A.G. — At the meeting with the representatives of the Armenian community of Russia you mentioned that you perceive the Armenians of Diaspora as partners and hope for collavorative work with them, as you don’t imagine how we can achieve something progressive without collaborative work. However, the communities of Diaspora, including those who had supported the popular movement in 2018, still haven’t found a mechanism through which they could cooperate with New Armenia.
The only communication channels are the ambassadors and embassies of the Republic of Armenia, many of whom in those days openly fought against the supporters of the revolution. How will the Diaspora communicate with New Armenia, when and what mechanisms will be found for the joint collaboration?

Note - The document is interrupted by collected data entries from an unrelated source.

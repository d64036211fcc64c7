use crate::api_client::StatsSource;
use crate::composer::{compose, render};
use crate::error::ComposeError;
use crate::regions;
use crate::sender::MessageSender;
use crate::utils::{ABOUT_TEXT, HELP_HEADER};
use teloxide::prelude::*;
use tracing::{error, info, warn};

pub async fn handle_stats(
    sender: &dyn MessageSender,
    chat_id: ChatId,
    code: &str,
    stats: &dyn StatsSource,
) -> ResponseResult<()> {
    let result = compose(stats, code).await;

    match &result {
        Ok(_) => info!("Sending stats for {} to chat {}", code, chat_id),
        Err(ComposeError::Fetch(e)) if e.is_network() => {
            error!("Stats feed unreachable for {}: {:?}", code, e)
        }
        Err(ComposeError::Fetch(e)) => error!("Stats feed returned bad data for {}: {:?}", code, e),
        Err(e) => warn!("Chat {} asked for {}: {}", chat_id, code, e),
    }

    let (info_text, emergency_text) = render(result);
    for text in [info_text, emergency_text] {
        // Telegram rejects empty messages.
        if !text.is_empty() {
            sender.send_text(chat_id, &text).await?;
        }
    }

    Ok(())
}

pub async fn handle_about(sender: &dyn MessageSender, chat_id: ChatId) -> ResponseResult<()> {
    sender.send_text(chat_id, ABOUT_TEXT).await
}

pub async fn handle_help(sender: &dyn MessageSender, chat_id: ChatId) -> ResponseResult<()> {
    sender.send_text(chat_id, HELP_HEADER).await?;
    sender.send_text(chat_id, &regions::listing()).await
}
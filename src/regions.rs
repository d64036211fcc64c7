/// A state, union territory or the whole country, keyed by its two-letter code.
#[derive(Debug, Clone, Copy, PartialEq, Eq)]
pub struct RegionEntry {
    pub code: &'static str,
    /// Must match the `state` field used by the statistics feed.
    pub name: &'static str,
    pub phone: &'static str,
}

const fn region(code: &'static str, name: &'static str, phone: &'static str) -> RegionEntry {
    RegionEntry { code, name, phone }
}

/// Code used for the nationwide totals.
pub const COUNTRY_CODE: &str = "IN";

static REGIONS: [RegionEntry; 38] = [
    region("IN", "India", "+91-11-23978046"),
    region("MH", "Maharashtra", "020-26127394"),
    region("KL", "Kerala", "0471-2552056"),
    region("TN", "Tamil Nadu", "044-29510500"),
    region("UP", "Uttar Pradesh", "18001805145"),
    region("KA", "Karnataka", "104"),
    region("DL", "Delhi", "011-22307145"),
    region("RJ", "Rajasthan", "0141-2225624"),
    region("TG", "Telangana", "104"),
    region("GJ", "Gujarat", "104"),
    region("MP", "Madhya Pradesh", "104"),
    region("JK", "Jammu and Kashmir", "0194-2440283"),
    region("HR", "Haryana", "8558893911"),
    region("PB", "Punjab", "104"),
    region("AP", "Andhra Pradesh", "0866-2410978"),
    region("WB", "West Bengal", "1800313444222"),
    region("BR", "Bihar", "104"),
    region("LK", "Ladakh", "01982256462"),
    region("CH", "Chandigarh", "9779558282"),
    region("AN", "Andaman and Nicobar Islands", "03192-232102"),
    region("CT", "Chhattisgarh", "104"),
    region("UT", "Uttarakhand", "104"),
    region("GA", "Goa", "104"),
    region("HP", "Himachal Pradesh", "104"),
    region("OR", "Odisha", "9439994859"),
    region("MN", "Manipur", "3852411668"),
    region("MZ", "Mizoram", "102"),
    region("PY", "Puducherry", "104"),
    region("AS", "Assam", "6913347770"),
    region("JH", "Jharkhand", "104"),
    region("AR", "Arunachal Pradesh", "9436055743"),
    region("DN", "Dadra and Nagar Haveli", "104"),
    region("DD", "Daman and Diu", "104"),
    region("LD", "Lakshadweep", "104"),
    region("ML", "Meghalaya", "108"),
    region("NL", "Nagaland", "7005539653"),
    region("SK", "Sikkim", "104"),
    region("TR", "Tripura", "0381-2315879"),
];

pub fn all() -> &'static [RegionEntry] {
    &REGIONS
}

pub fn lookup(code: &str) -> Option<&'static RegionEntry> {
    REGIONS.iter().find(|region| region.code == code)
}

/// One `CODE - Name` line per region, in directory order.
pub fn listing() -> String {
    all()
        .iter()
        .map(|region| format!("{} - {}", region.code, region.name))
        .collect::<Vec<_>>()
        .join("\n")
}

#[cfg(test)]
mod tests {
    use super::*;
    use std::collections::HashSet;

    #[test]
    fn every_region_has_name_and_phone() {
        for region in all() {
            assert_eq!(region.code.len(), 2, "bad code {:?}", region.code);
            assert!(!region.name.is_empty(), "{} has no name", region.code);
            assert!(!region.phone.is_empty(), "{} has no phone", region.code);
            assert_eq!(lookup(region.code), Some(region));
        }
    }

    #[test]
    fn codes_and_names_are_unique() {
        let codes: HashSet<_> = all().iter().map(|r| r.code).collect();
        let names: HashSet<_> = all().iter().map(|r| r.name).collect();
        assert_eq!(codes.len(), all().len());
        assert_eq!(names.len(), all().len());
    }

    #[test]
    fn lookup_is_exact() {
        assert_eq!(lookup("KL").map(|r| r.name), Some("Kerala"));
        assert_eq!(lookup(COUNTRY_CODE).map(|r| r.name), Some("India"));
        assert!(lookup("kl").is_none());
        assert!(lookup("XX").is_none());
        assert!(lookup("").is_none());
    }

    #[test]
    fn listing_has_one_line_per_region() {
        let listing = listing();
        let lines: Vec<&str> = listing.lines().collect();
        assert_eq!(lines.len(), all().len());
        for (line, region) in lines.iter().zip(all()) {
            assert_eq!(*line, format!("{} - {}", region.code, region.name));
        }
        assert_eq!(lines[0], "IN - India");
    }
}
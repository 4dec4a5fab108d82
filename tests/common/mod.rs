use std::fs;
use std::fs::File;
use std::io::{BufRead, BufReader, BufWriter, Write};
use std::path::PathBuf;
use std::str::FromStr;

use data_encoding::HEXLOWER;

pub fn setup() {
    let results_dir_path = PathBuf::from_str("./target/results/").unwrap();
    let parallel_results_dir_path = PathBuf::from_str("./target/parallel-results/").unwrap();

    if !results_dir_path.exists() {
        fs::create_dir_all(&results_dir_path).unwrap_or_else(|_|
            panic!("Failed to create results directory: {:?}", results_dir_path)
        );
    }

    if !parallel_results_dir_path.exists() {
        fs::create_dir_all(&parallel_results_dir_path).unwrap_or_else(|_|
            panic!("Failed to create parallel results directory: {:?}", parallel_results_dir_path)
        );
    }
}

#[allow(dead_code)]
pub fn read_lines(path: PathBuf) -> Result<Vec<String>, anyhow::Error> {
    let reader = BufReader::new(File::open(path)?);
    let lines = reader.lines().map(|x| x.unwrap()).collect();
    Ok(lines)
}

#[allow(dead_code)]
pub fn temp_file_name(dir: &str) -> PathBuf {
    let mut result = PathBuf::from(dir);
    let name = HEXLOWER.encode(&rand::random::<[u8; 16]>());
    result.push(name);
    result
}

/// Write `lines` numbered lines of varying length, each terminated by '\n'
#[allow(dead_code)]
pub fn create_input(dir: &str, lines: usize) -> Result<(PathBuf, Vec<String>), anyhow::Error> {
    let path = temp_file_name(dir);
    let mut writer = BufWriter::new(File::create(&path)?);
    let mut content = Vec::with_capacity(lines);
    for i in 0..lines {
        let line = format!("{:08}\t{}", i, "x".repeat(i % 97));
        writeln!(writer, "{}", line)?;
        content.push(line);
    }
    writer.flush()?;
    Ok((path, content))
}

#[allow(dead_code)]
pub fn sorted(mut lines: Vec<String>) -> Vec<String> {
    lines.sort();
    lines
}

Z.S.— We will work with compassion so that the results live up to expectations. I really can’t imagine how we can achieve something without joint efforts. An Armenian living in the Diaspora has not only obligations, but also rights. Any Armenian living in the Diaspora will be directly connected with Armenia. At the moment, we haven’t yet started working, as we are still at the stage of formation, and it is natural that we must rely on existing structures.

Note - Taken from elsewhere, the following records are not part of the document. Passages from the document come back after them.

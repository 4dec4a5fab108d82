use std::cmp::max;
use std::fs::File;
use std::io::BufWriter;
use std::path::{Path, PathBuf};
use std::sync::{Arc, Mutex};

use anyhow::{anyhow, Context};
use command_executor::shutdown_mode::ShutdownMode;
use command_executor::thread_pool_builder::ThreadPoolBuilder;
use rand::rngs::StdRng;
use rand::{Rng, SeedableRng};
use rlimit::{getrlimit, Resource, setrlimit};

use crate::config::Config;
use crate::phase::Phase;
use crate::shard::Shard;
use crate::shard_pool::ShardPool;
use crate::sharder::{shard_count, total_bytes, Sharder};
use crate::shuffle_command::{Failure, ShuffleCommand, ShuffledShards};

/// 100 MiB
pub const DEFAULT_MAX_SHARD_SIZE_BYTES: u64 = 100 * 1024 * 1024;

/// Outcome of a completed shuffle
#[derive(Debug, Clone, PartialEq, Eq)]
pub struct ShuffleReport {
    shard_lines: Vec<usize>,
    lines: usize,
}

impl ShuffleReport {
    /// Number of shards the input was split into
    pub fn shards(&self) -> usize {
        self.shard_lines.len()
    }

    /// Line count of each shard, by shard index
    pub fn shard_lines(&self) -> &Vec<usize> {
        &self.shard_lines
    }

    /// Lines written to the output
    pub fn lines(&self) -> usize {
        self.lines
    }
}

/// Shuffle the lines of text files that may be much larger than available memory.
///
/// The input is dealt round robin into shards of roughly `max_shard_size_bytes`, each shard
/// is shuffled in memory, and the output is produced by repeatedly picking a random shard and
/// taking its next line. The result is always a permutation of the input lines. Within a shard
/// the order is uniformly random, across shards it is only an approximation of a uniform
/// shuffle since lines of one shard are emitted in the order that shard was shuffled into.
/// With a single shard the shuffle is uniform.
///
/// # Examples
/// ```no_run
/// use std::path::PathBuf;
/// use text_file_shuffle::shuffle::Shuffle;
///
/// fn shuffle_lines(input: PathBuf, output: PathBuf, tmp: PathBuf) -> Result<(), anyhow::Error> {
///     let mut text_file_shuffle = Shuffle::new(vec![input], output);
///     text_file_shuffle.with_tmp_dir(tmp);
///     text_file_shuffle.with_max_shard_size_mb(64);
///     text_file_shuffle.with_tasks(4);
///     let report = text_file_shuffle.shuffle()?;
///     println!("shuffled {} lines using {} shards", report.lines(), report.shards());
///     Ok(())
/// }
/// ```
pub struct Shuffle {
    input_files: Vec<PathBuf>,
    output: PathBuf,
    tmp: PathBuf,
    tasks: usize,
    max_shard_size_bytes: u64,
    endl: char,
    seed: Option<u64>,
}

impl Shuffle {
    /// Create a default Shuffle definition.
    ///
    /// * intermediate shards are created in std::env::temp_dir()
    /// * shards hold up to 100 MiB of input on average
    /// * shards are shuffled using all system cores
    /// * default end line is '\n'
    /// * the random generator is seeded from system entropy
    ///
    /// The Shuffle implementation will increase the file descriptor rlimit to accommodate all
    /// shards being open at the same time
    pub fn new(input_files: Vec<PathBuf>, output: PathBuf) -> Shuffle {
        Shuffle {
            input_files,
            output,
            tmp: std::env::temp_dir(),
            tasks: 0,
            max_shard_size_bytes: DEFAULT_MAX_SHARD_SIZE_BYTES,
            endl: '\n',
            seed: None,
        }
    }

    /// Set directory for shard files. By default use std::env::temp_dir()
    pub fn with_tmp_dir(&mut self, tmp: PathBuf) {
        self.tmp = tmp;
    }

    /// Set the number of tasks shuffling shards. The default is zero which will result in using
    /// all system cores
    pub fn with_tasks(&mut self, tasks: usize) {
        self.tasks = tasks;
    }

    /// The input is split into ceil(input size / max_shard_size_bytes) shards. Each shard must fit
    /// in memory while it is shuffled.
    pub fn with_max_shard_size_bytes(&mut self, max_shard_size_bytes: u64) {
        self.max_shard_size_bytes = max_shard_size_bytes;
    }

    /// Same as [Shuffle::with_max_shard_size_bytes] in MiB
    pub fn with_max_shard_size_mb(&mut self, max_shard_size_mb: u64) {
        self.max_shard_size_bytes = max_shard_size_mb * 1024 * 1024;
    }

    /// Set line ending char - ASCII only, not supporting CRLF
    pub fn with_endl(&mut self, endl: char) {
        self.endl = endl
    }

    /// Make the shuffle reproducible
    pub fn with_seed(&mut self, seed: u64) {
        self.seed = Some(seed)
    }

    /// Shuffle the input files into the output file, overwriting it. Shard files are removed on
    /// every exit path, on failure the output may be incomplete.
    pub fn shuffle(&self) -> Result<ShuffleReport, anyhow::Error> {
        let config = self.create_config()?;
        let mut phase = Phase::Init;

        let total = total_bytes(&self.input_files)?;
        let shards = shard_count(total, config.max_shard_size_bytes());
        log::info!("Input size: {} bytes, max shard size: {} bytes, shards: {}", total, config.max_shard_size_bytes(), shards);

        let (current_soft, current_hard) = Self::get_rlimits()?;
        log::info!("Current rlimit NOFILE, soft: {}, hard: {}", current_soft, current_hard);
        let new_soft = max((shards + 256) as u64, current_soft);
        if new_soft > current_hard {
            return Err(anyhow!("{} shards exceed the open files hard limit {}, increase max shard size", shards, current_hard));
        }
        log::info!("Set new rlimit NOFILE, soft: {}, hard: {}", new_soft, current_hard);
        Self::set_rlimits(new_soft, current_hard)?;

        let result = Self::internal_shuffle(&self.input_files, &self.output, &config, shards, &mut phase);
        if result.is_err() {
            log::error!("Shuffle aborted in phase {}", phase);
        }

        log::info!("Restore rlimit NOFILE, soft: {}, hard: {}", current_soft, current_hard);
        let restored = Self::set_rlimits(current_soft, current_hard);
        Self::keep_run_error(result, restored)
    }

    /// A failed run reports its own error, a restore failure only surfaces after a successful run
    fn keep_run_error(
        result: Result<ShuffleReport, anyhow::Error>,
        restored: Result<(), anyhow::Error>,
    ) -> Result<ShuffleReport, anyhow::Error> {
        match (result, restored) {
            (Ok(report), Ok(())) => Ok(report),
            (Ok(_), Err(e)) => Err(e),
            (Err(e), Ok(())) => Err(e),
            (Err(e), Err(restore_error)) => {
                log::error!("Failed to restore rlimit after aborted shuffle: {:?}", restore_error);
                Err(e)
            }
        }
    }

    fn get_rlimits() -> Result<(u64, u64), anyhow::Error> {
        getrlimit(Resource::NOFILE).with_context(|| "getrlimit")
    }

    fn set_rlimits(soft: u64, hard: u64) -> Result<(), anyhow::Error> {
        setrlimit(Resource::NOFILE, soft, hard)
            .with_context(|| format!("set rlimit NOFILE, soft: {}, hard: {}", soft, hard))?;
        Ok(())
    }

    fn create_config(&self) -> Result<Config, anyhow::Error> {
        if self.max_shard_size_bytes == 0 {
            return Err(anyhow!("max shard size must be greater than 0"));
        }
        if !self.endl.is_ascii() {
            return Err(anyhow!("end line must be an ASCII char, got {:?}", self.endl));
        }

        let mut tasks = self.tasks;
        if self.tasks == 0 {
            tasks = num_cpus::get();
        }

        Ok(
            Config::new(
                self.tmp.clone(),
                "shard-".to_string(),
                ".unshuffled".to_string(),
                tasks,
                self.max_shard_size_bytes,
                self.endl as u8,
                self.seed,
            )
        )
    }

    fn internal_shuffle(input_files: &[PathBuf], output: &Path, config: &Config, shards: usize, phase: &mut Phase) -> Result<ShuffleReport, anyhow::Error> {
        let mut rng = match config.seed() {
            Some(seed) => StdRng::seed_from_u64(seed),
            None => StdRng::from_entropy(),
        };

        phase.advance(Phase::Sharding)?;
        let (shards, lines_read) = Sharder::new(config, shards).shard(input_files)?;

        phase.advance(Phase::Shuffling)?;
        let shards = Self::shuffle_shards(shards, config, &mut rng)?;
        let shard_lines: Vec<usize> = shards.iter().map(|shard| shard.lines()).collect();

        phase.advance(Phase::Interleaving)?;
        let readers = shards.into_iter()
            .map(|shard| shard.into_reader(config.endl()))
            .collect::<Result<Vec<_>, anyhow::Error>>()?;
        let mut pool = ShardPool::new(readers);
        let lines = Self::write_output(&mut pool, output, &mut rng)?;
        if lines != lines_read {
            return Err(anyhow!("Read {} lines but wrote {}", lines_read, lines));
        }

        phase.advance(Phase::Done)?;
        Ok(
            ShuffleReport {
                shard_lines,
                lines,
            }
        )
    }

    fn shuffle_shards<R: Rng>(shards: Vec<Shard>, config: &Config, rng: &mut R) -> Result<Vec<Shard>, anyhow::Error> {
        log::info!("Start parallel shard shuffle, tasks: {}", config.tasks());
        let shuffled: ShuffledShards = Arc::new(Mutex::new((0..shards.len()).map(|_| None).collect()));
        let failure: Failure = Arc::new(Mutex::new(None));

        let mut thread_pool_builder = ThreadPoolBuilder::new();
        let mut shuffling_pool = thread_pool_builder
            .with_name("shuffling".to_string())
            .with_tasks(config.tasks())
            .with_queue_size(config.queue_size())
            .with_shutdown_mode(ShutdownMode::CompletePending)
            .build()?;

        for shard in shards {
            let seed: u64 = rng.gen();
            let shuffle_command = Box::new(
                ShuffleCommand::new(shard, seed, config.endl(), shuffled.clone(), failure.clone())
            );
            shuffling_pool.submit(shuffle_command);
        }

        log::info!("Shutting down shuffling pool");
        shuffling_pool.shutdown();
        shuffling_pool.join()?;

        if let Some(e) = failure.lock().map_err(|e| anyhow!("failure lock poisoned: {}", e))?.take() {
            return Err(e);
        }

        let mut shuffled = shuffled.lock().map_err(|e| anyhow!("shuffled shards lock poisoned: {}", e))?;
        let result = std::mem::take(&mut *shuffled)
            .into_iter()
            .enumerate()
            .map(|(index, shard)| shard.ok_or_else(|| anyhow!("Shard {} was not shuffled", index)))
            .collect::<Result<Vec<Shard>, anyhow::Error>>()?;
        log::info!("Finish parallel shard shuffle");
        Ok(result)
    }

    fn write_output<R: Rng>(pool: &mut ShardPool, output: &Path, rng: &mut R) -> Result<usize, anyhow::Error> {
        let output_file = File::create(output)
            .with_context(|| anyhow!("path: {}", output.display()))?;

        log::info!("Interleaving {} shards into {}", pool.len(), output.display());
        let mut writer = BufWriter::new(output_file);
        let lines = pool.drain_into(&mut writer, rng)
            .with_context(|| anyhow!("path: {}", output.display()))?;
        log::info!("Wrote {} lines to {}", lines, output.display());
        Ok(lines)
    }
}

#[cfg(test)]
mod tests {
    use anyhow::anyhow;

    use crate::shuffle::{Shuffle, ShuffleReport};

    fn report() -> ShuffleReport {
        ShuffleReport {
            shard_lines: vec![2, 1],
            lines: 3,
        }
    }

    #[test]
    fn test_restore_failure_keeps_run_error() {
        let result = Shuffle::keep_run_error(Err(anyhow!("write failed")), Err(anyhow!("setrlimit failed")));
        assert_eq!(result.unwrap_err().to_string(), "write failed");
    }

    #[test]
    fn test_restore_failure_after_success() {
        let result = Shuffle::keep_run_error(Ok(report()), Err(anyhow!("setrlimit failed")));
        assert_eq!(result.unwrap_err().to_string(), "setrlimit failed");
    }

    #[test]
    fn test_restore_success() -> Result<(), anyhow::Error> {
        assert_eq!(Shuffle::keep_run_error(Ok(report()), Ok(()))?, report());
        let result = Shuffle::keep_run_error(Err(anyhow!("read failed")), Ok(()));
        assert_eq!(result.unwrap_err().to_string(), "read failed");
        Ok(())
    }
}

In general, the role of the embassy in such visits is natural, however, no matter what the problem is, the office of the High Commissioner of Diaspora Affairs of Armenia must become the main means of communication. Any problem concerned with the Diaspora and Armenia, must be discussed at this office. Even issues related to education, science, sports, which are now under the jurisdiction of another ministry, nevertheless, must somehow intersect with our office. Maybe you have noticed that for the last two days people contact us to discuss such issues. The programs, surely, will be implemented by other ministries, and that is logical: if people turn to us, then they will ultimately expect a report from us, so we should be able to make monitoring in the context of the implementation of programs, organize the solution of the issue and monitor its implementation. If you turn to us, but someone else is engaged in the implementation process, this means that something went wrong, since it will be they who will consider us responsible.Therefore, we should not only know how all the processes between Armenia and the Diaspora proceed, but also coordinate these processes.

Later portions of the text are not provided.